:: LISTED RECORDS

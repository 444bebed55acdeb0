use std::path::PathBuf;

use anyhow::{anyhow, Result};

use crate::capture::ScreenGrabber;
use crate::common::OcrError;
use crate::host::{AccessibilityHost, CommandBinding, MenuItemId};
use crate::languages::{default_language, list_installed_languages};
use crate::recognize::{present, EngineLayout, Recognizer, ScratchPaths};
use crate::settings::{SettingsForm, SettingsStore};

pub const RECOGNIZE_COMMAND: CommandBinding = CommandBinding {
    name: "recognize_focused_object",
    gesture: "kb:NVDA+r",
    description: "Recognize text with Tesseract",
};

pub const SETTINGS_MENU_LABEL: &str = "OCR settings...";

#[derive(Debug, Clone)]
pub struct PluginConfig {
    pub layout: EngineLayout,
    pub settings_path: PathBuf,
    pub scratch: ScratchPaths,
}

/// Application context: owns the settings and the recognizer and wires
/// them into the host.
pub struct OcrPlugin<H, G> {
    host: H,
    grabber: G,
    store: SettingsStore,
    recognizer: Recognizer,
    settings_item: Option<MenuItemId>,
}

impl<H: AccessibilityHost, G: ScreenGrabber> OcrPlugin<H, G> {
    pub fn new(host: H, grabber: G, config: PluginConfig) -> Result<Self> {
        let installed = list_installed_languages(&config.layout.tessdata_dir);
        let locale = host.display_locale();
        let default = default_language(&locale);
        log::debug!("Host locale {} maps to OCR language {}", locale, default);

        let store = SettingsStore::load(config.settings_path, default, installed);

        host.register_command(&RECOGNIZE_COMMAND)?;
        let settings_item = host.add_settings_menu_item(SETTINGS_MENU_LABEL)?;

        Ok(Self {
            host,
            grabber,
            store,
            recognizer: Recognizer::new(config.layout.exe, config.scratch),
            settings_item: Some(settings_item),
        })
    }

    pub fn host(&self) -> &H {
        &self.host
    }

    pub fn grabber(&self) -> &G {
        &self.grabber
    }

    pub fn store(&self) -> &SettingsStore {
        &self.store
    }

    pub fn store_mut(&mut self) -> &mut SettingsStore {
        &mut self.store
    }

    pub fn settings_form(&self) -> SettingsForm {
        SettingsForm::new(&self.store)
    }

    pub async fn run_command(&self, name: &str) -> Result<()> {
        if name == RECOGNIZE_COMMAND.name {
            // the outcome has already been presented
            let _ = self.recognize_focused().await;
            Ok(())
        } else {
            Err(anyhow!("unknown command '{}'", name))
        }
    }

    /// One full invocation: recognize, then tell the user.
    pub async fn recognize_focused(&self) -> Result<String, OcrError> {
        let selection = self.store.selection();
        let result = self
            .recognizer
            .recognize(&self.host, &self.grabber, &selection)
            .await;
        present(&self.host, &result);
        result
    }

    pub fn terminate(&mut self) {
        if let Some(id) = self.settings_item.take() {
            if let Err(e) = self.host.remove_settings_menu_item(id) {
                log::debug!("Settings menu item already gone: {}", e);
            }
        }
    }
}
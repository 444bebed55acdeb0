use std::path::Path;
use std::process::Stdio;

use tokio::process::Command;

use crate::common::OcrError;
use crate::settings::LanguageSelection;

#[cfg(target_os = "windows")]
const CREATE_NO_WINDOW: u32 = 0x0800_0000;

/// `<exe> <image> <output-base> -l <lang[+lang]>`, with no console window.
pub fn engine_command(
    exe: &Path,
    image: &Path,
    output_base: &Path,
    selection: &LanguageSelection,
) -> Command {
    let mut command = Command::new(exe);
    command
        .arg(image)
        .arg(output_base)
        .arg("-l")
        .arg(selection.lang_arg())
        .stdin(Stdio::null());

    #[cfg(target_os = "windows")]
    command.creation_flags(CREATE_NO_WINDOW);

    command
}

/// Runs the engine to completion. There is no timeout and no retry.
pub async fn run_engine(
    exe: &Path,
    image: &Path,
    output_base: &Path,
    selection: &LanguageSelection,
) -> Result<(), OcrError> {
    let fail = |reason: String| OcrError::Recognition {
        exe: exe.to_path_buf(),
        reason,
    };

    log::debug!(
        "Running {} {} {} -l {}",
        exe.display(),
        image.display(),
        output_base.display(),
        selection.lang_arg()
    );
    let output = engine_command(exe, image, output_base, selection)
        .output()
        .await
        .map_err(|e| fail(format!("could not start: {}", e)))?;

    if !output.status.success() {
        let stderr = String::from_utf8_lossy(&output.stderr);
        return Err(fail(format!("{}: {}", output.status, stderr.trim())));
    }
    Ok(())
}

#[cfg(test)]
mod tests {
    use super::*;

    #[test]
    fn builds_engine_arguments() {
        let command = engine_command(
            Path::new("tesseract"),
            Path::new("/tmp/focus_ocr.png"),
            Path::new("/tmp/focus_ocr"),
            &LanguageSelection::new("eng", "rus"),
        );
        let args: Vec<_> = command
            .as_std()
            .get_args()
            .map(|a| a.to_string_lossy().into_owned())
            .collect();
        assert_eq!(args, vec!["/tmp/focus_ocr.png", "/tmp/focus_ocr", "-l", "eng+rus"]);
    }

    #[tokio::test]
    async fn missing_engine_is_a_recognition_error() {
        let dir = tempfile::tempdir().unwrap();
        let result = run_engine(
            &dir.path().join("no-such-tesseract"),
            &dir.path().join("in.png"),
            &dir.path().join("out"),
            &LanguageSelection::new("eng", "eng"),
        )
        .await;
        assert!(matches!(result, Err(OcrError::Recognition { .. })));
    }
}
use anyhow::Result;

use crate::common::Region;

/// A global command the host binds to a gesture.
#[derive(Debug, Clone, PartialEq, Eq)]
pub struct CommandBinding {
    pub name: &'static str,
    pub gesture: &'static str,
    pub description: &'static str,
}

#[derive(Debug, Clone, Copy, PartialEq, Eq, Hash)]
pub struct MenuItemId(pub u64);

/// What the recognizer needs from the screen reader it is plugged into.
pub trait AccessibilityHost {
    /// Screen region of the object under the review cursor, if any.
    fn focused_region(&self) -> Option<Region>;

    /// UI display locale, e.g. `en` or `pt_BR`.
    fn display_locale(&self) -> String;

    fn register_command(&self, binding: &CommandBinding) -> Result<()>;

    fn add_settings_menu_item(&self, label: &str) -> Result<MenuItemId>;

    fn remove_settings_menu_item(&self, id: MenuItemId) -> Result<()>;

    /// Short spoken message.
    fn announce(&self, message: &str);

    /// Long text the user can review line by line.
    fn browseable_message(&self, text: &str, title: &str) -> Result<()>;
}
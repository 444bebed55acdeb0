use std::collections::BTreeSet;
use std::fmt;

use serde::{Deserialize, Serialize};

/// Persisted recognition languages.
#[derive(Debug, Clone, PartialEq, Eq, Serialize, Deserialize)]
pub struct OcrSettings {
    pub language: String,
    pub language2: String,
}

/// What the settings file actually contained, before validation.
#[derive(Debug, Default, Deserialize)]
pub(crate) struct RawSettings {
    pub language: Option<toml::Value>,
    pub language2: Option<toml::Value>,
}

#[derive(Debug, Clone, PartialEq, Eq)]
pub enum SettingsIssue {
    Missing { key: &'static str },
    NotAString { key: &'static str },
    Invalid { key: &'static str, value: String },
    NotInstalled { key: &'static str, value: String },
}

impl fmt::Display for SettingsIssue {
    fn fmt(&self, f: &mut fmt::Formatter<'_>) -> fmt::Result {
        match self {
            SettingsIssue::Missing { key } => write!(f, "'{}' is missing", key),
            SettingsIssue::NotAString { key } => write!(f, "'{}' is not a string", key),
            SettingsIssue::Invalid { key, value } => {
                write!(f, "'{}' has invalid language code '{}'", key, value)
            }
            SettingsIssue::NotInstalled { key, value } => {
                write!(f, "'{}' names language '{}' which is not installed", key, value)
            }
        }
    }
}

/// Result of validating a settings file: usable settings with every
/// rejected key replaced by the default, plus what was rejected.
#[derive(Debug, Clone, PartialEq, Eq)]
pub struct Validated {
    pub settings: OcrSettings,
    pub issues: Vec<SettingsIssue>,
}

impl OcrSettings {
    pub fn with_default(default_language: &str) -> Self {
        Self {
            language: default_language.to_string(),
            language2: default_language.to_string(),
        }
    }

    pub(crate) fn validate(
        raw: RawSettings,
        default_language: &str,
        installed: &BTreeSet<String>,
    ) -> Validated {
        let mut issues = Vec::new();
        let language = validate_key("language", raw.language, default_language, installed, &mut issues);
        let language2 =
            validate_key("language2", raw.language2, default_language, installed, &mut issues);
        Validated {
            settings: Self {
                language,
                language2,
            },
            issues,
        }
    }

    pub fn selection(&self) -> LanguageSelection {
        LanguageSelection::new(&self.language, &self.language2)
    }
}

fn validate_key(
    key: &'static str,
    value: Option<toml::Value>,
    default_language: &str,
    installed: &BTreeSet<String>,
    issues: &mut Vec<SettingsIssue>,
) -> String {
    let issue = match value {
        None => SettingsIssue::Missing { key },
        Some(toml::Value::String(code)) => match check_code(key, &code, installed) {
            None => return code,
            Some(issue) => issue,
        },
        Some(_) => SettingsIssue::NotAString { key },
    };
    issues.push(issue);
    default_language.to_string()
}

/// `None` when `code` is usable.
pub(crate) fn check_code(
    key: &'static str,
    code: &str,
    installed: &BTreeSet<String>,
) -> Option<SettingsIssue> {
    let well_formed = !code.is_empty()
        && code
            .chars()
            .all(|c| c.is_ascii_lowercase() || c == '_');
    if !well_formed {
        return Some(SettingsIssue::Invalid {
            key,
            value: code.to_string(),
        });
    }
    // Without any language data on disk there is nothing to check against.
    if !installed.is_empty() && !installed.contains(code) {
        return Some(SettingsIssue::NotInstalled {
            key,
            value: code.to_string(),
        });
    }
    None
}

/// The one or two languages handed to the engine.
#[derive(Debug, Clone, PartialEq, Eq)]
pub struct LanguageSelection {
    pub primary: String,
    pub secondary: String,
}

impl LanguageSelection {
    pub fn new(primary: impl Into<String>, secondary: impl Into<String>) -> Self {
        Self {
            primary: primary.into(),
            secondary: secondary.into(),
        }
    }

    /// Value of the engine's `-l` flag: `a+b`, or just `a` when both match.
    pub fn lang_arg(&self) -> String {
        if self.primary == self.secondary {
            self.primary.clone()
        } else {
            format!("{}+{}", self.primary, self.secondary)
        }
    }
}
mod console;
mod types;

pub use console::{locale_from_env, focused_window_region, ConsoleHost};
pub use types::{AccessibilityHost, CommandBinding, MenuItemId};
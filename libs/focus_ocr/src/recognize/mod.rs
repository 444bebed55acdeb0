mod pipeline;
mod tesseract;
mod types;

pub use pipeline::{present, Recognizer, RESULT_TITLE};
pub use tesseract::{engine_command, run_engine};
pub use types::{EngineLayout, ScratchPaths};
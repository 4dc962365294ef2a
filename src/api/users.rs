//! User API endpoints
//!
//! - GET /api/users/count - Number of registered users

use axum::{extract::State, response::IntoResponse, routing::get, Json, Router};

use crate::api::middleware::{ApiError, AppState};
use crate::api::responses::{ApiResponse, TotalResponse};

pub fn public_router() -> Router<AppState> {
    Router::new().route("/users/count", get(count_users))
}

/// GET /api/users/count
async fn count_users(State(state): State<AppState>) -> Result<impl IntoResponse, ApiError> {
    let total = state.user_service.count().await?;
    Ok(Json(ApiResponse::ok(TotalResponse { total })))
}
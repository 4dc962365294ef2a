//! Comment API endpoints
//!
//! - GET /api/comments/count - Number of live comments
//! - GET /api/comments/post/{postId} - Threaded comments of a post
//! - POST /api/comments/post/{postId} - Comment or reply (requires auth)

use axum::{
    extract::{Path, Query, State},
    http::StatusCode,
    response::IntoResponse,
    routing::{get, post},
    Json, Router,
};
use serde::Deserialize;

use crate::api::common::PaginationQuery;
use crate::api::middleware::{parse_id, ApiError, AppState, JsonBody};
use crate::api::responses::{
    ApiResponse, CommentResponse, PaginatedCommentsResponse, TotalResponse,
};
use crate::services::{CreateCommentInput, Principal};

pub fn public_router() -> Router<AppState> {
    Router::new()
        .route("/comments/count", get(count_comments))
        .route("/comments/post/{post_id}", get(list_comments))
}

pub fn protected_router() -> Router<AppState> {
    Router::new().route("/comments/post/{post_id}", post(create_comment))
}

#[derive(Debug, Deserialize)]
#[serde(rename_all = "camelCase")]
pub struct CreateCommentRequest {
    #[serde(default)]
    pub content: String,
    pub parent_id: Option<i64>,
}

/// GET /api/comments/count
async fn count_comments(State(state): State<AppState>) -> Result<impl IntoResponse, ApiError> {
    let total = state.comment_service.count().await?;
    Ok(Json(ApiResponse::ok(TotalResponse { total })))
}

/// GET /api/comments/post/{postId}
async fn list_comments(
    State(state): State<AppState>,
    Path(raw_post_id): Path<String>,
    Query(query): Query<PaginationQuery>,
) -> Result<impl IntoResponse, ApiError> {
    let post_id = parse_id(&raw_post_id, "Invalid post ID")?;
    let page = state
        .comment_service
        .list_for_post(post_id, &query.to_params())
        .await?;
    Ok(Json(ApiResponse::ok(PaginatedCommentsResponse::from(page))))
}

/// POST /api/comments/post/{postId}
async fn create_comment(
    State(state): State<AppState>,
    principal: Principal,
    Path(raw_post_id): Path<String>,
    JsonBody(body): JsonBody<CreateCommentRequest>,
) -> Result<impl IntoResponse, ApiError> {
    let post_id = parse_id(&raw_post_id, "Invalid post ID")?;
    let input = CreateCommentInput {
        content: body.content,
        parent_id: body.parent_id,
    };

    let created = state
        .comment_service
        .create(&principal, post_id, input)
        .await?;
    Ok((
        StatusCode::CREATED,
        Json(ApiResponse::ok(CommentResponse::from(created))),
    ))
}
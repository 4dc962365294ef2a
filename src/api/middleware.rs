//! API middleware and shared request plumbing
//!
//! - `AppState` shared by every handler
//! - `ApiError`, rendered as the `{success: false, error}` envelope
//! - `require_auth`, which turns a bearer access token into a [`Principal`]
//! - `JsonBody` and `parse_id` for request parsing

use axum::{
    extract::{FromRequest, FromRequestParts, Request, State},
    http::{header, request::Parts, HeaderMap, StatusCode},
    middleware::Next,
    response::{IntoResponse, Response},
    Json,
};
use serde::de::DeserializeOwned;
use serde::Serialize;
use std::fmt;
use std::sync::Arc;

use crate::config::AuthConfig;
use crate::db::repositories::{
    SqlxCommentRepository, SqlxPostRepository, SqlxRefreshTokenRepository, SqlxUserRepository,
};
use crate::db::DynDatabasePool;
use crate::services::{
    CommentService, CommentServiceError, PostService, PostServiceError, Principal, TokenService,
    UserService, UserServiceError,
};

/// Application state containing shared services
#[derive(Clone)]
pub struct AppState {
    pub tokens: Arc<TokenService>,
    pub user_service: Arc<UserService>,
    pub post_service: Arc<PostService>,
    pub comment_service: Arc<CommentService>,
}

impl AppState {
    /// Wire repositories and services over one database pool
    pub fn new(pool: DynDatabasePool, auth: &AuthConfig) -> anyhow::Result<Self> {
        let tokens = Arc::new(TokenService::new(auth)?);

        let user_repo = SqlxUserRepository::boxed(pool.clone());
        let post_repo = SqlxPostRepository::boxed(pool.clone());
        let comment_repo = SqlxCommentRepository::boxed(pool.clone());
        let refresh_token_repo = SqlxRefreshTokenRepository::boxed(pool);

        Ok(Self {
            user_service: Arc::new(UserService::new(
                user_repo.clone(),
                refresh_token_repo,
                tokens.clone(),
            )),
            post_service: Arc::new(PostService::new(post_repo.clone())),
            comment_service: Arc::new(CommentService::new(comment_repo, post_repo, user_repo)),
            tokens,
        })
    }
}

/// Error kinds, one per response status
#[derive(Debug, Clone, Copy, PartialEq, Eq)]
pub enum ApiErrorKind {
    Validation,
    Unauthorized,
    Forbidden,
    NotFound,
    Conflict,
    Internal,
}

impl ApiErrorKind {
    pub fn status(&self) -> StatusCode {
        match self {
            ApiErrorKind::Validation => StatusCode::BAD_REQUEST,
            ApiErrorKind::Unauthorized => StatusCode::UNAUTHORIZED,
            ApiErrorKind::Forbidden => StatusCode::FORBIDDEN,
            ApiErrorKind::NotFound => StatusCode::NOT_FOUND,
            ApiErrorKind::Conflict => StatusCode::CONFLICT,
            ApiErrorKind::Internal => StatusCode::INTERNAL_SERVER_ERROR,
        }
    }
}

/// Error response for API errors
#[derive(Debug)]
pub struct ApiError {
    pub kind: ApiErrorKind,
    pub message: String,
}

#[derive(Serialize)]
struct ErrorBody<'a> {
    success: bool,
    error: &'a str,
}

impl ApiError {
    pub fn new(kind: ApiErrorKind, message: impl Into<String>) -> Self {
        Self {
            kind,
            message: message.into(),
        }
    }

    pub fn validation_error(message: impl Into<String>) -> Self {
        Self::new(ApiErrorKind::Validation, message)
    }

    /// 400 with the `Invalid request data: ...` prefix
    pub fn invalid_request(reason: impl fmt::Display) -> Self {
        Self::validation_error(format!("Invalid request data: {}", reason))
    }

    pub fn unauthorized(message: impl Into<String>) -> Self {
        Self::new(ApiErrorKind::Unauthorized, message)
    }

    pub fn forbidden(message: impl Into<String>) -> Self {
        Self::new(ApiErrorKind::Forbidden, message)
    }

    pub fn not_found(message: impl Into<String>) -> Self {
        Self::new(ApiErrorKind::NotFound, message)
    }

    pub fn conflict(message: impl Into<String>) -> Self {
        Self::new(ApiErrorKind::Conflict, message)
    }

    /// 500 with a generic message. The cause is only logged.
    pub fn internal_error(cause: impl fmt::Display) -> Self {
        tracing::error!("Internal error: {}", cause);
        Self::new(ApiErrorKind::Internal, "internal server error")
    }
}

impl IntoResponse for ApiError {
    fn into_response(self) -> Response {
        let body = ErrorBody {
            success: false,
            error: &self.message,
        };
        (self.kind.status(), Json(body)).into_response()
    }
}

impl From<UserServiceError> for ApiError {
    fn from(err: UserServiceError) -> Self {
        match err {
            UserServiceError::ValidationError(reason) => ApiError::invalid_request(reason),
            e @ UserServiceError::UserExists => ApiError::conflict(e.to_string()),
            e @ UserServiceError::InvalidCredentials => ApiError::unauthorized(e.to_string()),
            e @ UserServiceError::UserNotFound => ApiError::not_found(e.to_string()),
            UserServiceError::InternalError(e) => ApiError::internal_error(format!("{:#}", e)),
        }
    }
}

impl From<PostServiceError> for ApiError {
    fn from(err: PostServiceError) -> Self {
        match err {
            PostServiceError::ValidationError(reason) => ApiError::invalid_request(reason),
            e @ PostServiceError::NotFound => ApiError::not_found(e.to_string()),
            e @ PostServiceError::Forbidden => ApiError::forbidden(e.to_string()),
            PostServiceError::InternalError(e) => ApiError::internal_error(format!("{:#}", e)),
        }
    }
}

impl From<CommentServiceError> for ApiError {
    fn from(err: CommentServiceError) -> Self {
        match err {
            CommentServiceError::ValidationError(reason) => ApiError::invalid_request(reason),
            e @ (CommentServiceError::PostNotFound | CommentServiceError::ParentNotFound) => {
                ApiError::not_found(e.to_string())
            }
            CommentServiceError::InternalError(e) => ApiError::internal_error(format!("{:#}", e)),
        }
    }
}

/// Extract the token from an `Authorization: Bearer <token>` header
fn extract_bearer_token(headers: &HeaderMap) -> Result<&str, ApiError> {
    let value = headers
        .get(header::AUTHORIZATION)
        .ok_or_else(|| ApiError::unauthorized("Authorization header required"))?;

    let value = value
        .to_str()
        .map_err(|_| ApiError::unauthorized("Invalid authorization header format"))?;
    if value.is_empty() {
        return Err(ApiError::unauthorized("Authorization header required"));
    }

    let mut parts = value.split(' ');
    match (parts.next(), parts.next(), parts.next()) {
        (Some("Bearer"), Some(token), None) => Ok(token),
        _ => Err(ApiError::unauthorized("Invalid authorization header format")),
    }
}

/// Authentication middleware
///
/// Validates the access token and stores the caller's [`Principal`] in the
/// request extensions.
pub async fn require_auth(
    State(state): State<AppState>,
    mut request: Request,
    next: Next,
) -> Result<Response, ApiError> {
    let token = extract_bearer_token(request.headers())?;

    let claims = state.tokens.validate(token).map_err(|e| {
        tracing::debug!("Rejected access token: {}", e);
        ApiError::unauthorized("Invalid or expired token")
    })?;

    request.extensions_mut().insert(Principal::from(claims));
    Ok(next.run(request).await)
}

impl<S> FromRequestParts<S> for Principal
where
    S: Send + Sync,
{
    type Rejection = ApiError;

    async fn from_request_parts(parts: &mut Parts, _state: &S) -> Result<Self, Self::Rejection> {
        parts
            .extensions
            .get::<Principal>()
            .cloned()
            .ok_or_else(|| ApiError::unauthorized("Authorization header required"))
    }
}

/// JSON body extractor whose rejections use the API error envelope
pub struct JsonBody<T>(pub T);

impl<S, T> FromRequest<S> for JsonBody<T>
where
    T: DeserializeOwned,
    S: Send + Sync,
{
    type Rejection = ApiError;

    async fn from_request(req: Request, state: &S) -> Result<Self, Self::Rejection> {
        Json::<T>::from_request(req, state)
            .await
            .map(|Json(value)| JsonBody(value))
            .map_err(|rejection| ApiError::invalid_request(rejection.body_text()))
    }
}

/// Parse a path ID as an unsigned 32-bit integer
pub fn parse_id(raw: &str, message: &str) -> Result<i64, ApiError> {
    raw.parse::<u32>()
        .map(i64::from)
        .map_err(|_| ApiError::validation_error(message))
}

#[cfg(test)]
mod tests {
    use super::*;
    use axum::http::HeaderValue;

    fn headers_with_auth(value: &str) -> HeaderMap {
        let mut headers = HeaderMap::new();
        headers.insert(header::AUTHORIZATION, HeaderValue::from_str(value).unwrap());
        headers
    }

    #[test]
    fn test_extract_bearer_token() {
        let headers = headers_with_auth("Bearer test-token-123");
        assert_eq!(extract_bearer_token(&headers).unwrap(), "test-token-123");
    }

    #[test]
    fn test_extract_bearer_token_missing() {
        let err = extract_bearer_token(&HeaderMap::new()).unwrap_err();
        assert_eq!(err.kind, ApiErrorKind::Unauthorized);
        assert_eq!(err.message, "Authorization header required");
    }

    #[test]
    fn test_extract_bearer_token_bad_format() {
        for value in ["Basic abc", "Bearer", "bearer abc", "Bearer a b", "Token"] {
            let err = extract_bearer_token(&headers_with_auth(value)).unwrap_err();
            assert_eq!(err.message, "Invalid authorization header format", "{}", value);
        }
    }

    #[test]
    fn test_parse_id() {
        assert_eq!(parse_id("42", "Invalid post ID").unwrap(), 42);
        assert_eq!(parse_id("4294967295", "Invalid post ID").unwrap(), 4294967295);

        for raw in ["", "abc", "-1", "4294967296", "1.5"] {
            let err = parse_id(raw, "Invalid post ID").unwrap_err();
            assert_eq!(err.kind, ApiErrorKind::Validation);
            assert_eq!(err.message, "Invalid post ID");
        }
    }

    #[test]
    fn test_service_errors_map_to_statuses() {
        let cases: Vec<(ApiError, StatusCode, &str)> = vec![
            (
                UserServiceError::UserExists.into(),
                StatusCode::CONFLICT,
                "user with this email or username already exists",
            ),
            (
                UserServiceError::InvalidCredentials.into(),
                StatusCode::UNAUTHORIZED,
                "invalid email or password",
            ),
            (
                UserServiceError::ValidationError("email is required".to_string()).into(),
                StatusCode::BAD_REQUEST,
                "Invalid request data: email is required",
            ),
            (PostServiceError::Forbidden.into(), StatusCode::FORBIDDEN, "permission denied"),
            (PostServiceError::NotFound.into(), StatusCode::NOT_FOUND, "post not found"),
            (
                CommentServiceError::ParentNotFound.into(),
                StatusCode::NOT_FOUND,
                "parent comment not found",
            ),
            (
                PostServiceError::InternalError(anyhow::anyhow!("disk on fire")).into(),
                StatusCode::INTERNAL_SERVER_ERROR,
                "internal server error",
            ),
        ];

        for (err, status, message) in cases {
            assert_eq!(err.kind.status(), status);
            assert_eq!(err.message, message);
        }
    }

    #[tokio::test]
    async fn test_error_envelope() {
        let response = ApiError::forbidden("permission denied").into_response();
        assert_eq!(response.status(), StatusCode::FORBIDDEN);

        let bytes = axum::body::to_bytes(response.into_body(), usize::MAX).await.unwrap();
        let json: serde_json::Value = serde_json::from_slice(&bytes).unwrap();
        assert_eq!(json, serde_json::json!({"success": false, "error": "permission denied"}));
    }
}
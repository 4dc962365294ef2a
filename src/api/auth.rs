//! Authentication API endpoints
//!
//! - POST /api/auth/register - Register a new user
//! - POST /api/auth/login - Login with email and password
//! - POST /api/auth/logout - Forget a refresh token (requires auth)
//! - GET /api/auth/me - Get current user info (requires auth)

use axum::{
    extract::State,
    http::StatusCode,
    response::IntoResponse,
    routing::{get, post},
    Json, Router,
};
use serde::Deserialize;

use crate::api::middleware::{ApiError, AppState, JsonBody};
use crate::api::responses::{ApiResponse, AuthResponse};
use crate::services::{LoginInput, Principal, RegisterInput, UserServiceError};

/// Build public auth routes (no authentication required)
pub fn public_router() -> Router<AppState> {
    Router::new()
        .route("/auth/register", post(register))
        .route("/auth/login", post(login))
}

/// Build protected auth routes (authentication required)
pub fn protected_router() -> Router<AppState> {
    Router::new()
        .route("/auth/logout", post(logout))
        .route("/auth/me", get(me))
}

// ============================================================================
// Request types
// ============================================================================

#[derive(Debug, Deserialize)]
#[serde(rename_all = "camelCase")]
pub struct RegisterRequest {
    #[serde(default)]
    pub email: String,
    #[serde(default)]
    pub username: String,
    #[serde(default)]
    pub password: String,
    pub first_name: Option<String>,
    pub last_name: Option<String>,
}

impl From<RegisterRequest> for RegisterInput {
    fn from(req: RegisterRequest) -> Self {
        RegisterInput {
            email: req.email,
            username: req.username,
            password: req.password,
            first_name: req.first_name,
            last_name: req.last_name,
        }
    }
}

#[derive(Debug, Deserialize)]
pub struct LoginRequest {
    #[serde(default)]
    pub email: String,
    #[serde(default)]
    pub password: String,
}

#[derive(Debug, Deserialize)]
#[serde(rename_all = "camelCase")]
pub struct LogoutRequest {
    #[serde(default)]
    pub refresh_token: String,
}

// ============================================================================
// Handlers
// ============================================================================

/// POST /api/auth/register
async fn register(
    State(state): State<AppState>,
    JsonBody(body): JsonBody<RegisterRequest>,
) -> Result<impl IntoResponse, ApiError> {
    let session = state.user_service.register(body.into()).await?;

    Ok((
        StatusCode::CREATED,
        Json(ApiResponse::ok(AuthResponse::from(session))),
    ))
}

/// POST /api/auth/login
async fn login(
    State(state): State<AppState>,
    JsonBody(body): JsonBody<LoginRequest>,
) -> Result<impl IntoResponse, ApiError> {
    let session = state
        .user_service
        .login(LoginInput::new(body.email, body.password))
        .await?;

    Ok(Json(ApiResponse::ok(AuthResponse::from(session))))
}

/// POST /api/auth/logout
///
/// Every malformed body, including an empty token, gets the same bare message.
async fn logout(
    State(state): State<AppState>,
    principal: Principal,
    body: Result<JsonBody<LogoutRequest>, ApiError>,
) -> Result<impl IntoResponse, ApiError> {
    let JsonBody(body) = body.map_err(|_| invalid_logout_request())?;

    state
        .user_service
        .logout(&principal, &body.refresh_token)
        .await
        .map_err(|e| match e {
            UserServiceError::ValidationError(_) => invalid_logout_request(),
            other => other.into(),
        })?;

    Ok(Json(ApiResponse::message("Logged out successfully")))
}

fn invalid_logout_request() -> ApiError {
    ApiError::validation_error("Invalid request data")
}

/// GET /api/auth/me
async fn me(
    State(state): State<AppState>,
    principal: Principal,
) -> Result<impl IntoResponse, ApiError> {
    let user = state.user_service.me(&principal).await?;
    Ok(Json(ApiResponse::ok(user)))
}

::::

_WHAT IS BEING ASKED_
In the listing above, find each line containing "password" and copy it.

_WRITTEN REPLY_
                "invalid email or password",
//! - POST /api/auth/login - Login with email and password
    pub password: String,
            password: req.password,
    pub password: String,
        .login(LoginInput::new(body.email, body.password))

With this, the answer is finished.